15. While most of the lawns at Disney parks are meticulously tended to, the lawn at “The Haunted Mansion” is left to grow out and die, to match the mood of the ride.
16. Look for a wedding ring embedded in the concrete in line at “The Haunted Mansion.” It’s said that it belongs to the hanging bride you see in the stretching room and attic scenes on the ride.
17. Toy Story characters used to drop to the ground when guests yelled, “Andy’s coming!” but the practice has been discontinued for safety reasons.
18. It took an act of Congress to install the Presidential Seal in the “Hall of Presidents” attraction. There are only three seals: one in the Oval Office, one in the hall containing the Liberty Bell, and one in the “Hall of Presidents.”
19. There’s a Galactic Communication Network phone in Tomorrowland that plays messages from around the galaxy.
Some of the messages the phone plays:
“Earth’s Crust Pizza!

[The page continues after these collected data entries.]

// Tool trait and the name -> handler dispatch table.

use std::collections::HashMap;
use std::sync::Arc;

use anyhow::{bail, Result};

use crate::protocol::{CallToolResult, ToolSchema};

/// A named operation invocable by a client.
#[async_trait::async_trait]
pub trait Tool: Send + Sync {
    /// Schema advertised via `tools/list`.
    fn schema(&self) -> ToolSchema;

    /// Execute with the raw JSON arguments from `tools/call`.
    ///
    /// Domain failures come back as an error *result*, not an `Err`;
    /// `Err` is reserved for faults in the adapter itself.
    async fn execute(&self, arguments: serde_json::Value) -> Result<CallToolResult>;
}

/// Fixed dispatch table, populated once at startup.
pub struct ToolRegistry {
    tools: HashMap<String, Arc<dyn Tool>>,
    // Stable listing order, registration order.
    order: Vec<String>,
}

impl ToolRegistry {
    pub fn new() -> Self {
        Self {
            tools: HashMap::new(),
            order: Vec::new(),
        }
    }

    /// Register a tool; duplicate names are a wiring bug and are
    /// rejected here rather than at call time.
    pub fn register(&mut self, tool: Arc<dyn Tool>) -> Result<()> {
        let name = tool.schema().name;
        if self.tools.contains_key(&name) {
            bail!("tool already registered: {name}");
        }
        self.order.push(name.clone());
        self.tools.insert(name, tool);
        Ok(())
    }

    pub fn get(&self, name: &str) -> Option<Arc<dyn Tool>> {
        self.tools.get(name).cloned()
    }

    pub fn list_schemas(&self) -> Vec<ToolSchema> {
        self.order
            .iter()
            .filter_map(|name| self.tools.get(name))
            .map(|t| t.schema())
            .collect()
    }

    pub fn len(&self) -> usize {
        self.tools.len()
    }

    pub fn is_empty(&self) -> bool {
        self.tools.is_empty()
    }
}

impl Default for ToolRegistry {
    fn default() -> Self {
        Self::new()
    }
}

// Input-schema helpers

pub fn json_schema_object(properties: serde_json::Value, required: Vec<&str>) -> serde_json::Value {
    serde_json::json!({
        "type": "object",
        "properties": properties,
        "required": required
    })
}

pub fn json_schema_string(description: &str, allowed: &[&str]) -> serde_json::Value {
    if allowed.is_empty() {
        serde_json::json!({ "type": "string", "description": description })
    } else {
        serde_json::json!({ "type": "string", "description": description, "enum": allowed })
    }
}

pub fn json_schema_integer(description: &str, minimum: i64, maximum: i64) -> serde_json::Value {
    serde_json::json!({
        "type": "integer",
        "description": description,
        "minimum": minimum,
        "maximum": maximum
    })
}
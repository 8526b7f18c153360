// Windows Core Audio backend: default render endpoint via WASAPI.

use std::ptr;

use windows::Win32::Foundation::BOOL;
use windows::Win32::Media::Audio::Endpoints::IAudioEndpointVolume;
use windows::Win32::Media::Audio::{eConsole, eRender, IMMDeviceEnumerator, MMDeviceEnumerator};
use windows::Win32::System::Com::{
    CoCreateInstance, CoInitializeEx, CLSCTX_ALL, COINIT_APARTMENTTHREADED,
};

use super::Mixer;
use crate::error::MixerError;

// HRESULT for ERROR_NOT_FOUND, returned when no render endpoint exists.
const E_NOTFOUND: i32 = 0x8007_0490_u32 as i32;

/// Master volume control of the default render endpoint.
///
/// The COM apartment is tied to the thread that constructed the mixer;
/// all calls must stay on that thread (the server runs a current-thread
/// runtime for exactly this reason).
pub struct EndpointMixer {
    endpoint: IAudioEndpointVolume,
}

impl EndpointMixer {
    /// Bind the default console render endpoint.
    pub fn default_output() -> Result<Self, MixerError> {
        unsafe {
            // S_FALSE (already initialized) is fine; a genuine failure
            // will surface on the CoCreateInstance call below.
            let _ = CoInitializeEx(None, COINIT_APARTMENTTHREADED);

            let enumerator: IMMDeviceEnumerator =
                CoCreateInstance(&MMDeviceEnumerator, None, CLSCTX_ALL).map_err(wrap)?;
            let device = enumerator
                .GetDefaultAudioEndpoint(eRender, eConsole)
                .map_err(wrap)?;
            let endpoint: IAudioEndpointVolume =
                device.Activate(CLSCTX_ALL, None).map_err(wrap)?;

            Ok(Self { endpoint })
        }
    }
}

impl Mixer for EndpointMixer {
    fn volume(&self) -> Result<f32, MixerError> {
        unsafe { self.endpoint.GetMasterVolumeLevelScalar().map_err(wrap) }
    }

    fn set_volume(&self, scalar: f32) -> Result<(), MixerError> {
        unsafe {
            self.endpoint
                .SetMasterVolumeLevelScalar(scalar, ptr::null())
                .map_err(wrap)
        }
    }

    fn muted(&self) -> Result<bool, MixerError> {
        unsafe { self.endpoint.GetMute().map(|b| b.as_bool()).map_err(wrap) }
    }

    fn set_muted(&self, muted: bool) -> Result<(), MixerError> {
        unsafe {
            self.endpoint
                .SetMute(BOOL::from(muted), ptr::null())
                .map_err(wrap)
        }
    }
}

fn wrap(err: windows::core::Error) -> MixerError {
    if err.code().0 == E_NOTFOUND {
        MixerError::NoDevice
    } else {
        MixerError::Backend(err.message().to_string())
    }
}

We deliver anywhere in the solar system in less than two lightyears or your order is free. Can you hold please? Thanks for holding. I had to take that incoming call from Saturn, because they hardly ever give us a ring!”
“Hiya, babe, it’s your agent, Johnny Jupitor. You called? Anyway, I gotta call you right back. I’m in a meeting with my number one client— er, I mean, my number TWO client, Sonny Eclipse. You’re always number one in my book, baby. You know that. Let’s do lunch! Oooh, look at the time! Gotta fly!”
“This is Tomorrowland News Networks Corona Borealis with your local time and weather. As always, it’s going to be a great, big, beautiful tomorrow, and at the tone, the time will be now.”
20. The futuristic palm trees in Tomorrowland actually fold up at dusk, and unfold at dawn.
21. Epcot was originally designed to be a model community and home to 20,000 residents. You can still see a diorama for Walt Disney’s vision on the “PeopleMover” ride.
22. There is a secret basketball court for staff in the upper third of the Matterhorn ride at Disneyland.
23. The World Showcase at Epcot may seem full, but there’s actually room for eight additional countries.
24. The 1982 book Epcot Center: A Pictorial Souvenir lists Israel, Equatorial Africa, and Spain as potential pavilions.
25. In the United Kingdom pavilion, the Rose and Crown got its name from the two most common words found in pub names in the United Kingdom.
26. The massive castle structure behind the German pavilion at EPCOT was meant to house a boat ride that simulated a trip down the Rhine River.
27. The aquarium in “The Seas” is so large that the “Spaceship Earth” sphere can fit inside it.
28. You can see a dragon on the signs for Animal Kingdom, and a dragon’s head hanging above the front gates. They were there to represent a scrapped area called Beastly Kingdom, which was going to be dedicated to mythical animals.
29. On the “Dinosaur” ride in Animal Kingdom, there are three pipes in the queuing area with chemical formulas printed on them. The formulas on the pipes are for ketchup, mustard, and mayonnaise.
The formula on the red pipe is for ketchup, the formula on the yellow pipe is for mustard, and the formula on the white pipe is for mayonnaise. The pipes are left over from the original McDonald’s sponsorship of the ride.
30. The 14-story “Tree of Life” in the middle of Animal Kingdom is actually an old oil rig.
Engineers found that an oil rig’s ability to hold up against hurricane-strength winds made it ideal for the internal structure of the attractions.
31. The airplane in the Casablanca scene in “The Great Movie Ride” is actually the front half of the crashed airplane on the “Jungle Cruise” ride.
32. If you look closely at the hieroglyphics in the Indiana Jones sections of the “The Great Movie Ride,” you’ll see Mickey and Donald, and C-3PO and R2-D2.